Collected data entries

-*-

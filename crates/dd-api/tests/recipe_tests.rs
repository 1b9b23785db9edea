use axum::http::StatusCode;
use dd_db::models::Recipe;
use serde_json::json;

use crate::common::{StubAssistant, TestApp, bread_questions, session_id};

fn lemon_tart() -> serde_json::Value {
    json!({
        "name": "Lemon Tart",
        "category": "Pies",
        "difficulty": "Intermediate",
        "description": "Sharp and silky.",
        "ingredients": [
            { "name": "Lemons", "amount": "3", "unit": "whole" },
            { "name": "Butter", "amount": "100", "unit": "g" }
        ],
        "steps": ["Blind bake the shell", "Fill and bake"],
        "bakeTemp": "160°C"
    })
}

#[tokio::test]
async fn test_list_and_get_builtin() {
    let app = TestApp::new(StubAssistant::default());

    let recipes: Vec<Recipe> = app.client.get("/recipes").await.json();
    assert!(recipes.iter().any(|r| r.id == "basic-bread"));
    assert!(recipes.iter().all(|r| !r.is_user_created));

    let response = app.client.get("/recipes/basic-bread").await;
    response.assert_status(StatusCode::OK);
    let recipe: Recipe = response.json();
    assert_eq!(recipe.ingredients[0].name, "Strong White Flour");

    app.client
        .get("/recipes/no-such-bake")
        .await
        .assert_status(StatusCode::NOT_FOUND);
}

#[tokio::test]
async fn test_create_and_delete_user_recipe() {
    let app = TestApp::new(StubAssistant::default());

    let response = app.client.post_json("/recipes", &lemon_tart()).await;
    response.assert_status(StatusCode::CREATED);
    let created: Recipe = response.json();
    assert!(created.id.starts_with("user-"));
    assert!(created.is_user_created);
    assert_eq!(created.steps.len(), 2);
    assert_eq!(app.saved_stats().user_recipes, vec![created.clone()]);

    let recipes: Vec<Recipe> = app.client.get("/recipes").await.json();
    assert_eq!(recipes.last().map(|r| r.id.as_str()), Some(created.id.as_str()));

    let uri = format!("/recipes/{}", created.id);
    app.client.delete(&uri).await.assert_status(StatusCode::NO_CONTENT);
    app.client.delete(&uri).await.assert_status(StatusCode::NOT_FOUND);
    assert!(app.saved_stats().user_recipes.is_empty());
}

#[tokio::test]
async fn test_builtin_recipes_cannot_be_deleted() {
    let app = TestApp::new(StubAssistant::default());

    let response = app.client.delete("/recipes/basic-bread").await;
    response.assert_status(StatusCode::FORBIDDEN);
    assert!(response.value()["error"].is_string());
}

#[tokio::test]
async fn test_rejects_blank_name() {
    let app = TestApp::new(StubAssistant::default());

    let mut payload = lemon_tart();
    payload["name"] = json!("   ");
    app.client
        .post_json("/recipes", &payload)
        .await
        .assert_status(StatusCode::BAD_REQUEST);
    assert!(app.saved_stats().user_recipes.is_empty());
}

#[tokio::test]
async fn test_quiz_on_user_recipe() {
    let app = TestApp::new(StubAssistant::with_questions(bread_questions()));

    let created: Recipe = app.client.post_json("/recipes", &lemon_tart()).await.json();

    let response = app
        .client
        .post_json("/sessions/quiz", &json!({ "recipeId": created.id }))
        .await;
    response.assert_status(StatusCode::CREATED);
    let body = response.value();
    assert_eq!(body["recipeName"], "Lemon Tart");
    assert_eq!(body["difficulty"], "Beginner");

    let id = session_id(&response);
    app.client.answer(&id, "Strong White Flour").await;
    app.client.next(&id).await;
    app.client.answer(&id, "230°C").await;
    let done = app.client.next(&id).await.value();
    assert_eq!(done["summary"]["correct"], 2);
    // Not a bread recipe
    assert_eq!(done["summary"]["badgesEarned"], json!([]));

    let dashboard = app.client.get("/stats").await.value();
    assert_eq!(dashboard["lastRecipe"]["id"], created.id.as_str());
}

-*-

** What is being asked **
Where a line of the data holds the word "done", copy that line.

** Result below **
    let done = app.client.next(&id).await.value();
    assert_eq!(done["summary"]["correct"], 2);
    assert_eq!(done["summary"]["badgesEarned"], json!([]));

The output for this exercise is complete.